• Tech IPOs soar in New York; Europe markets rise


    NEW YORK CITY: Shares of two technology companies jumped on Wall Street Thursday (Friday in Manila) following long-awaited public offerings, but US stocks overall failed to keep up the momentum from a rally in Europe.

    Mobile payments startup Square vaulted 45.2 percent in its first session after an initial public offering raised $243 million.

    Match Group, which operates dating apps Tinder and OK Cupid, bolted 22.8 percent higher after an IPO raised $400 million.

    But the positive charge from the Wall Street newbies was not enough to push the US market into the black. All three major US indices finished slightly lower, with the broad-based S&P 500 shedding 0.1 percent.

    Earlier, European stocks had rebounded, taking their cue from Wednesday’s US session, when stocks gained on Federal Reserve meeting minutes that suggested a likely December interest rate increase due to rising confidence in the economy.

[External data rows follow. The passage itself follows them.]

use thiserror::Error;
use crate::bus::i2c::I2CError;

/// Failures reported by a bus transport while moving bytes
#[derive(Error, Debug)]
pub enum TransportError {
    #[error("I2C communication failed: {0}")]
    I2c(#[from] I2CError),

    #[error("Device {address:#04x} acknowledged {acknowledged} of {expected} byte(s)")]
    PartialAck { address: u8, expected: usize, acknowledged: usize },

    #[error("Bus does not support {0}")]
    Unsupported(&'static str),

    #[error("Bus fault: {0}")]
    Fault(String),
}

/// Errors raised by sensor drivers and register transactions
#[derive(Error, Debug)]
pub enum SensorError {
    #[error("Bus transaction failed: {0}")]
    Transport(#[from] TransportError),

    #[error("Burst read at register {register:#04x} returned {received} of {expected} byte(s)")]
    IncompleteTransfer { register: u8, expected: usize, received: usize },

    #[error("Sensor '{sensor}' used before initialization")]
    NotInitialized { sensor: String },

    #[error("Sensor '{sensor}' wrong chip ID: expected {expected:#04x}, got {actual:#04x}")]
    WrongChipId { sensor: String, expected: u8, actual: u8 },

    #[error("Sensor '{sensor}' initialization failed: {source}")]
    InitError {
        sensor: String,
        #[source]
        source: Box<SensorError>,
    },

    #[error("Unsupported sensor driver: '{driver}'")]
    UnsupportedDriver { driver: String },
}

/// Configuration-related errors
#[derive(Error, Debug)]
pub enum ConfigError {
    #[error("Failed to load configuration from '{path}': {source}")]
    LoadError {
        path: String,
        #[source]
        source: std::io::Error,
    },

    #[error("Invalid configuration format in '{path}': {source}")]
    FormatError {
        path: String,
        #[source]
        source: toml::de::Error,
    },

    #[error("Invalid configuration value for '{field}': {reason}")]
    InvalidValue { field: String, reason: String },
}

/// Output sink errors
#[derive(Error, Debug)]
pub enum OutputError {
    #[error("Output '{sink}' I/O failed: {source}")]
    Io {
        sink: String,
        #[source]
        source: std::io::Error,
    },

    #[error("Sample serialization failed: {0}")]
    Json(#[from] serde_json::Error),

    #[error("MAVLink protocol error: {0}")]
    Mavlink(String),
}

/// Registry and initialization errors
#[derive(Error, Debug)]
pub enum RegistryError {
    #[error("Configuration rejected: {0}")]
    Config(#[from] ConfigError),

    #[error("Bus '{bus}' not found or unavailable")]
    BusNotFound { bus: String },

    #[error("Bus '{bus}' could not be opened: {source}")]
    BusOpenError {
        bus: String,
        #[source]
        source: TransportError,
    },

    #[error("Sensor registration failed: {0}")]
    RegistrationError(#[source] SensorError),
}

/// Result type aliases for convenience
pub type TransportResult<T> = Result<T, TransportError>;
pub type SensorResult<T> = Result<T, SensorError>;
pub type ConfigResult<T> = Result<T, ConfigError>;
pub type OutputResult<T> = Result<T, OutputError>;
pub type RegistryResult<T> = Result<T, RegistryError>;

    “Clearly the removal of the uncertainty around the US rate hike is seen as being far more preferable to investors than keeping them at record lows for a little longer,” said Craig Erlam, senior market analyst at Oanda trading group.

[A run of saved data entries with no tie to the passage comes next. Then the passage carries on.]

use crate::bus::transport::SharedBus;
use crate::config::sensor_config::SensorConfig;
use crate::errors::{RegistryError, RegistryResult};
use crate::hub::SampleHub;
use crate::messages::{Header, ImuMessage};
use crate::sensors::SensorDriver;
use std::collections::HashMap;
use std::time::Duration;
use tokio::task::JoinHandle;
use tokio::time::{sleep, Instant};
use tracing::{debug, error, info, warn};

/// Device identifier stamped into every header
pub const HUB_DEVICE_ID: &str = "mpu6050_hub";

/// Consecutive skipped cycles before the sensor is reported as failing
const FAILURE_ALERT_THRESHOLD: u32 = 10;

/// Result of one sampling cycle
#[derive(Debug, Clone, Copy, PartialEq, Eq)]
pub enum CycleOutcome {
    Reported,
    Skipped,
}

/// State carried by one sensor's sampling loop between cycles
pub struct SamplingTask {
    sensor: Box<dyn SensorDriver>,
    bus: SharedBus,
    hub: SampleHub,
    period: Duration,
    started: Instant,
    sequence: u64,
}

impl SamplingTask {
    pub fn new(sensor: Box<dyn SensorDriver>, bus: SharedBus, hub: SampleHub, period: Duration) -> Self {
        Self {
            sensor,
            bus,
            hub,
            period,
            started: Instant::now(),
            sequence: 0,
        }
    }

    /// Read, decode and publish once
    ///
    /// The bus stays locked for the whole register transaction. A failed read
    /// publishes nothing; the next cycle simply tries again.
    pub async fn run_cycle(&mut self) -> CycleOutcome {
        let mut bus_lock = self.bus.lock().await;
        let result = self.sensor.read(&mut **bus_lock).await;
        drop(bus_lock); // Release lock early

        let sensor_id = self.sensor.id();
        match result {
            Ok(sample) => {
                self.sequence += 1;
                let header = Header::new(
                    HUB_DEVICE_ID.to_string(),
                    sensor_id.to_string(),
                    self.sequence,
                    self.started.elapsed().as_nanos() as u64,
                );
                debug!("[{}] sample #{}: {:?}", sensor_id, self.sequence, sample);
                self.hub.publish(ImuMessage::new(header, &sample)).await;
                CycleOutcome::Reported
            }
            Err(e) => {
                warn!("[{}] Sensor read error, skipping cycle: {}", sensor_id, e);
                let failures = self.hub.record_failure(sensor_id, e.to_string()).await;
                if failures == FAILURE_ALERT_THRESHOLD {
                    error!("[{}] {} consecutive cycles failed", sensor_id, failures);
                }
                CycleOutcome::Skipped
            }
        }
    }

    /// Sample forever at the configured period
    pub async fn run(mut self) {
        info!(
            "[{}] Starting sensor task every {} ms",
            self.sensor.id(),
            self.period.as_millis()
        );
        loop {
            self.run_cycle().await;
            sleep(self.period).await;
        }
    }
}

/// Spawn one sampling loop per initialized sensor
pub fn spawn_sensor_tasks(
    sensors: Vec<Box<dyn SensorDriver>>,
    buses: &HashMap<String, SharedBus>,
    hub: &SampleHub,
    sensor_config: &SensorConfig,
) -> RegistryResult<Vec<JoinHandle<()>>> {
    let mut handles = Vec::new();
    for sensor in sensors.into_iter() {
        let bus = buses
            .get(sensor.bus())
            .ok_or_else(|| RegistryError::BusNotFound { bus: sensor.bus().to_string() })?
            .clone();

        let period = sensor_config
            .sensors
            .iter()
            .find(|s| s.id == sensor.id())
            .map(|s| s.period())
            .unwrap_or(Duration::from_millis(crate::config::sensor_config::DEFAULT_PERIOD_MS));

        let task = SamplingTask::new(sensor, bus, hub.clone(), period);
        handles.push(tokio::spawn(task.run()));
    }
    Ok(handles)
}
use crate::bus::serial::SerialBus;
use crate::config::output_config::{OutputEntry, DEFAULT_SERIAL_BAUD};
use crate::errors::{OutputError, OutputResult};
use crate::hub::SampleHub;
use crate::messages::ImuMessage;
use async_trait::async_trait;
use tokio::io::{AsyncWrite, AsyncWriteExt};
use tokio::sync::broadcast::error::RecvError;
use tokio::task::JoinHandle;
use tracing::{debug, error, info, warn};

#[cfg(feature = "mavlink_telemetry")]
use crate::bus::mavlink::MavlinkLink;

/// Destination for published samples
#[async_trait]
pub trait SampleSink: Send {
    fn name(&self) -> &str;
    async fn publish(&mut self, message: &ImuMessage) -> OutputResult<()>;
}

/// Writes the three report lines of every sample
pub struct TextSink<W> {
    name: String,
    writer: W,
    line_ending: &'static str,
}

impl<W: AsyncWrite + Unpin + Send> TextSink<W> {
    pub fn new(name: String, writer: W, line_ending: &'static str) -> Self {
        Self { name, writer, line_ending }
    }

    pub fn into_inner(self) -> W {
        self.writer
    }
}

#[async_trait]
impl<W: AsyncWrite + Unpin + Send> SampleSink for TextSink<W> {
    fn name(&self) -> &str {
        &self.name
    }

    async fn publish(&mut self, message: &ImuMessage) -> OutputResult<()> {
        let mut text = String::new();
        for line in message.report_lines() {
            text.push_str(&line);
            text.push_str(self.line_ending);
        }
        write_all(&self.name, &mut self.writer, text.as_bytes()).await
    }
}

/// Writes one JSON object per line
pub struct JsonSink<W> {
    name: String,
    writer: W,
}

impl<W: AsyncWrite + Unpin + Send> JsonSink<W> {
    pub fn new(name: String, writer: W) -> Self {
        Self { name, writer }
    }

    pub fn into_inner(self) -> W {
        self.writer
    }
}

#[async_trait]
impl<W: AsyncWrite + Unpin + Send> SampleSink for JsonSink<W> {
    fn name(&self) -> &str {
        &self.name
    }

    async fn publish(&mut self, message: &ImuMessage) -> OutputResult<()> {
        let mut line = message.to_json()?;
        line.push('\n');
        write_all(&self.name, &mut self.writer, line.as_bytes()).await
    }
}

async fn write_all<W: AsyncWrite + Unpin>(sink: &str, writer: &mut W, bytes: &[u8]) -> OutputResult<()> {
    let io = |source| OutputError::Io { sink: sink.to_string(), source };
    writer.write_all(bytes).await.map_err(io)?;
    writer.flush().await.map_err(io)
}

/// SCALED_IMU telemetry
#[cfg(feature = "mavlink_telemetry")]
pub struct MavlinkSink {
    name: String,
    link: MavlinkLink,
}

#[cfg(feature = "mavlink_telemetry")]
#[async_trait]
impl SampleSink for MavlinkSink {
    fn name(&self) -> &str {
        &self.name
    }

    async fn publish(&mut self, message: &ImuMessage) -> OutputResult<()> {
        self.link
            .send_imu(message)
            .await
            .map(|_| ())
            .map_err(|e| OutputError::Mavlink(e.to_string()))
    }
}

/// Open the sink described by one `[[output]]` entry
pub fn open_sink(entry: &OutputEntry) -> OutputResult<Box<dyn SampleSink>> {
    match entry {
        OutputEntry::Console => Ok(Box::new(TextSink::new(
            "console".to_string(),
            tokio::io::stdout(),
            "\n",
        ))),
        OutputEntry::Json => Ok(Box::new(JsonSink::new("json".to_string(), tokio::io::stdout()))),
        OutputEntry::Serial { path, baud } => {
            let serial = open_serial(path, baud.unwrap_or(DEFAULT_SERIAL_BAUD))?;
            Ok(Box::new(TextSink::new(
                format!("serial:{}", path),
                serial.into_stream(),
                "\r\n",
            )))
        }
        #[cfg(feature = "mavlink_telemetry")]
        OutputEntry::Mavlink { path, baud, system_id, component_id } => {
            let serial = open_serial(path, baud.unwrap_or(DEFAULT_SERIAL_BAUD))?;
            // MAV_COMP_ID_IMU
            let link = MavlinkLink::new(serial, system_id.unwrap_or(1), component_id.unwrap_or(200));
            Ok(Box::new(MavlinkSink {
                name: format!("mavlink:{}", path),
                link,
            }))
        }
        #[cfg(not(feature = "mavlink_telemetry"))]
        OutputEntry::Mavlink { .. } => Err(OutputError::Mavlink(
            "built without the mavlink_telemetry feature".to_string(),
        )),
    }
}

fn open_serial(path: &str, baud: u32) -> OutputResult<SerialBus> {
    SerialBus::new_with_baud(path, baud).map_err(|source| OutputError::Io {
        sink: format!("serial:{}", path),
        source,
    })
}

/// Drive each sink from its own hub subscription
///
/// A failing sink logs and keeps consuming; a lagging sink skips the samples
/// it missed. Tasks end when the hub is dropped.
pub fn spawn_output_tasks(hub: &SampleHub, sinks: Vec<Box<dyn SampleSink>>) -> Vec<JoinHandle<()>> {
    sinks
        .into_iter()
        .map(|mut sink| {
            let mut rx = hub.subscribe();
            tokio::spawn(async move {
                info!("[output] {} attached", sink.name());
                loop {
                    match rx.recv().await {
                        Ok(message) => {
                            if let Err(e) = sink.publish(&message).await {
                                error!("[output] {} failed for {}: {}", sink.name(), message.sensor_id(), e);
                            } else {
                                debug!("[output] {} <- {} #{}", sink.name(), message.sensor_id(), message.h.seq);
                            }
                        }
                        Err(RecvError::Lagged(missed)) => {
                            warn!("[output] {} lagging, dropped {} sample(s)", sink.name(), missed);
                        }
                        Err(RecvError::Closed) => break,
                    }
                }
                info!("[output] {} detached", sink.name());
            })
        })
        .collect()
}

#[cfg(test)]
mod tests {
    use super::*;
    use crate::messages::Header;
    use crate::sensors::PhysicalSample;

    fn message() -> ImuMessage {
        let sample = PhysicalSample {
            accel: [9.80665, 0.0, -9.80665],
            temperature: 36.53,
            gyro: [0.0, 1.0, -1.0 / 131.0],
        };
        ImuMessage::new(Header::new("hub".into(), "imu0".into(), 3, 0), &sample)
    }

    #[tokio::test]
    async fn test_text_sink_writes_three_lines() {
        let mut sink = TextSink::new("uart".to_string(), Vec::new(), "\r\n");
        sink.publish(&message()).await.unwrap();

        let text = String::from_utf8(sink.into_inner()).unwrap();
        assert_eq!(
            text,
            "Ax: 9.81 m/s², Ay: 0.00 m/s², Az: -9.81 m/s²\r\n\
             Tp: 36.53 °C\r\n\
             Gx: 0.00 °/s, Gy: 1.00 °/s, Gz: -0.01 °/s\r\n"
        );
    }

    #[tokio::test]
    async fn test_json_sink_writes_one_line_per_sample() {
        let mut sink = JsonSink::new("json".to_string(), Vec::new());
        sink.publish(&message()).await.unwrap();
        sink.publish(&message()).await.unwrap();

        let text = String::from_utf8(sink.into_inner()).unwrap();
        let lines: Vec<&str> = text.lines().collect();
        assert_eq!(lines.len(), 2);
        let decoded: ImuMessage = serde_json::from_str(lines[0]).unwrap();
        assert_eq!(decoded.h.seq, 3);
    }

    struct FailingSink;

    #[async_trait]
    impl SampleSink for FailingSink {
        fn name(&self) -> &str {
            "failing"
        }

        async fn publish(&mut self, _message: &ImuMessage) -> OutputResult<()> {
            Err(OutputError::Mavlink("link down".to_string()))
        }
    }

    #[tokio::test]
    async fn test_output_tasks_stop_when_hub_is_dropped() {
        let hub = SampleHub::new();
        let handles = spawn_output_tasks(&hub, vec![Box::new(FailingSink)]);

        hub.publish(message()).await;
        drop(hub);

        for handle in handles {
            handle.await.unwrap();
        }
    }
}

    “The economy is performing more than well enough to cope with a small rate increase from the current record low levels and it’s good to see that the market is moving on from the hysteria surrounding it. The path of rate hikes is far more important than the first,” Erlam added.

    Frankfurt’s DAX 30 closed up 1.1 percent. The FTSE 100 index in London added 0.8 percent and in Paris the CAC 40 won 0.2 percent.

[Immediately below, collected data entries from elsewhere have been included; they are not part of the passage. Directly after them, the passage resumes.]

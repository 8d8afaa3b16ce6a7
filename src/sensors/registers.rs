//! MPU-6050 register map
//!
//! Only the registers the sampling pipeline relies on are listed.

/// Default 7-bit bus address (AD0 low)
pub const MPU6050_ADDRESS: u8 = 0x68;

/// Device identity register
pub const WHO_AM_I: u8 = 0x75;
/// Power management 1: sleep, reset and clock source bits
pub const PWR_MGMT_1: u8 = 0x6B;
/// First of 14 contiguous output registers: accel (6), temp (2), gyro (6)
pub const ACCEL_XOUT_H: u8 = 0x3B;

/// Expected WHO_AM_I value
pub const WHO_AM_I_VALUE: u8 = 0x68;

/// PWR_MGMT_1 value for normal operation on the internal 8 MHz oscillator
pub const PWR_MGMT_1_WAKE: u8 = 0x00;

/// Length of the accel/temp/gyro burst starting at ACCEL_XOUT_H
pub const SAMPLE_BURST_LEN: usize = 14;
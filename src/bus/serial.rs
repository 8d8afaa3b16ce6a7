use std::io;
use tokio_serial::{SerialPortBuilderExt, SerialStream};

/// Serial port wrapper for async communication
pub struct SerialBus {
    port: SerialStream,
    /// Port path - useful for logging and error messages
    path: String,
}

impl SerialBus {
    /// Create a new serial bus connection with custom baud rate
    pub fn new_with_baud(path: &str, baud_rate: u32) -> io::Result<Self> {
        let port = tokio_serial::new(path, baud_rate).open_native_async()?;

        Ok(Self {
            port,
            path: path.to_string(),
        })
    }

    /// Get the port path
    pub fn path(&self) -> &str {
        &self.path
    }

    /// Consume self and return the underlying SerialStream
    pub fn into_stream(self) -> SerialStream {
        self.port
    }
}
use crate::sensors::PhysicalSample;
use serde::{Deserialize, Serialize};

/// Header metadata attached to every published sample
#[derive(Serialize, Deserialize, Clone, Debug, PartialEq)]
pub struct Header {
    /// Unique device identifier
    pub device_id: String,
    /// Sensor identifier from the configuration (e.g., "imu0")
    pub sensor_id: String,
    /// Per-sensor sequence number, counting published samples
    pub seq: u64,
    /// UTC timestamp in nanoseconds
    pub t_utc_ns: u64,
    /// Nanoseconds since the hub started
    pub t_mono_ns: u64,
    /// Message schema version for evolution
    pub schema_v: u16,
}

impl Header {
    /// Create a new header stamped with the current UTC time
    pub fn new(device_id: String, sensor_id: String, seq: u64, t_mono_ns: u64) -> Self {
        use std::time::{SystemTime, UNIX_EPOCH};

        let now_utc = SystemTime::now()
            .duration_since(UNIX_EPOCH)
            .unwrap_or_default()
            .as_nanos() as u64;

        Self {
            device_id,
            sensor_id,
            seq,
            t_utc_ns: now_utc,
            t_mono_ns,
            schema_v: 1,
        }
    }
}

/// Accelerometer, temperature and gyroscope reading of one cycle
#[derive(Serialize, Deserialize, Clone, Debug, PartialEq)]
pub struct ImuMessage {
    pub h: Header,
    /// Acceleration X-axis (m/s²)
    pub ax: f32,
    /// Acceleration Y-axis (m/s²)
    pub ay: f32,
    /// Acceleration Z-axis (m/s²)
    pub az: f32,
    /// Die temperature (°C)
    pub temp: f32,
    /// Angular rate X-axis (°/s)
    pub gx: f32,
    /// Angular rate Y-axis (°/s)
    pub gy: f32,
    /// Angular rate Z-axis (°/s)
    pub gz: f32,
}

impl ImuMessage {
    pub fn new(h: Header, sample: &PhysicalSample) -> Self {
        Self {
            h,
            ax: sample.accel[0],
            ay: sample.accel[1],
            az: sample.accel[2],
            temp: sample.temperature,
            gx: sample.gyro[0],
            gy: sample.gyro[1],
            gz: sample.gyro[2],
        }
    }

    pub fn sensor_id(&self) -> &str {
        &self.h.sensor_id
    }

    /// One line per quantity group: acceleration, temperature, angular rate
    pub fn report_lines(&self) -> [String; 3] {
        [
            format!(
                "Ax: {:.2} m/s², Ay: {:.2} m/s², Az: {:.2} m/s²",
                self.ax, self.ay, self.az
            ),
            format!("Tp: {:.2} °C", self.temp),
            format!(
                "Gx: {:.2} °/s, Gy: {:.2} °/s, Gz: {:.2} °/s",
                self.gx, self.gy, self.gz
            ),
        ]
    }

    /// Serialize to a single-line JSON object
    pub fn to_json(&self) -> Result<String, serde_json::Error> {
        serde_json::to_string(self)
    }
}

#[cfg(test)]
mod tests {
    use super::*;

    fn scenario_message() -> ImuMessage {
        let sample = PhysicalSample {
            accel: [9.80665, 0.0, -9.80665],
            temperature: 36.53,
            gyro: [0.0, 1.0, -1.0 / 131.0],
        };
        ImuMessage::new(Header::new("hub".to_string(), "imu0".to_string(), 7, 0), &sample)
    }

    #[test]
    fn test_header_creation() {
        let header = Header::new("test_device".to_string(), "imu0".to_string(), 42, 5);

        assert_eq!(header.device_id, "test_device");
        assert_eq!(header.sensor_id, "imu0");
        assert_eq!(header.seq, 42);
        assert_eq!(header.t_mono_ns, 5);
        assert_eq!(header.schema_v, 1);
        assert!(header.t_utc_ns > 0);
    }

    #[test]
    fn test_report_lines() {
        let lines = scenario_message().report_lines();

        assert_eq!(lines[0], "Ax: 9.81 m/s², Ay: 0.00 m/s², Az: -9.81 m/s²");
        assert_eq!(lines[1], "Tp: 36.53 °C");
        assert_eq!(lines[2], "Gx: 0.00 °/s, Gy: 1.00 °/s, Gz: -0.01 °/s");
    }

    #[test]
    fn test_small_negative_values_keep_sign() {
        let mut msg = scenario_message();
        msg.ax = -0.5;
        assert!(msg.report_lines()[0].starts_with("Ax: -0.50 m/s²"));
    }

    #[test]
    fn test_json_serialization() {
        let msg = scenario_message();
        let json = msg.to_json().unwrap();
        assert!(json.contains("\"sensor_id\":\"imu0\""));
        assert!(!json.contains('\n'));

        let decoded: ImuMessage = serde_json::from_str(&json).unwrap();
        assert_eq!(decoded, msg);
    }
}
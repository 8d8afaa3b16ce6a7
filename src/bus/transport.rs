//! Byte-level bus contract used by register transactions.
//!
//! A transport moves raw bytes to and from a 7-bit device address. Each call
//! ends with a [`BusCondition`]: `Stop` releases the bus, `RepeatedStart`
//! keeps it so the next phase follows without another caller slipping in.
//! Register reads are built from a `send` with `RepeatedStart` followed by a
//! `recv` with `Stop`.

use crate::errors::TransportResult;
use async_trait::async_trait;
use std::sync::Arc;
use tokio::sync::Mutex;

/// Condition placed on the bus after a transfer phase
#[derive(Debug, Clone, Copy, PartialEq, Eq)]
pub enum BusCondition {
    /// Release the bus after this phase
    Stop,
    /// Keep the bus and continue with another phase
    RepeatedStart,
}

/// Two-primitive bus abstraction
///
/// Implementations return the number of bytes actually transferred. A count
/// lower than requested is not an error at this layer; callers decide what a
/// short transfer means.
///
/// Transports are not reentrant. Hold the bus exclusively (see [`SharedBus`])
/// for the full duration of a multi-phase transaction.
#[async_trait]
pub trait Transport: Send {
    /// Write `payload` to `address`, returning the number of bytes acknowledged
    async fn send(&mut self, address: u8, payload: &[u8], condition: BusCondition) -> TransportResult<usize>;

    /// Read into `buf` from `address`, returning the number of bytes received
    async fn recv(&mut self, address: u8, buf: &mut [u8], condition: BusCondition) -> TransportResult<usize>;
}

/// A transport shared between sampling tasks
pub type SharedBus = Arc<Mutex<Box<dyn Transport>>>;

/// Wrap a transport for shared use
pub fn shared(transport: Box<dyn Transport>) -> SharedBus {
    Arc::new(Mutex::new(transport))
}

    The euro rose for a second day to above $1.07.

    A December Federal Reserve interest rate hike is “virtually priced in” to the currency market, leaving the dollar “exhausted” after a big rally, said Joe Manimbo, senior market analyst at Western Union Business Solutions.

    Health stocks stumble
    US health care stocks were under pressure after UnitedHealth projected a $425 million hit to fourth-quarter earnings due to the deteriorating outlook for health exchange participation under President Barack Obama’s health care law.

    Dow member UnitedHealth fell 5.7 percent. Other health insurers also dropped. Aetna lost 6.5 percent, Anthem 6.9 percent and Humana 4.0 percent.

    Pharma companies Pfizer and Allergan lost 3.1 percent and 2.8 percent after the US Treasury announced plans to counter moves by companies to merge with non-US companies to lower their tax bills.

    Pfizer is in advanced talks to buy Allergan for a price of as much as $150 billion to move its corporate domicile to Allergan’s low-tax home in Ireland.

    Embattled pharma company Valeant jumped 15.7 percent following a favorable report from Citigroup. Valeant has been under fire over its drug pricing and accounting practices. Citigroup said the concerns on Valeant were “overdone,” Bloomberg reported.

    Best Buy dropped 2.1 percent after reporting third-quarter net income of $125 million, up 16.8 percent from the year-ago period. RBC Capital said the electronics retailer’s cautious commentary about the holiday shopping season was concerning.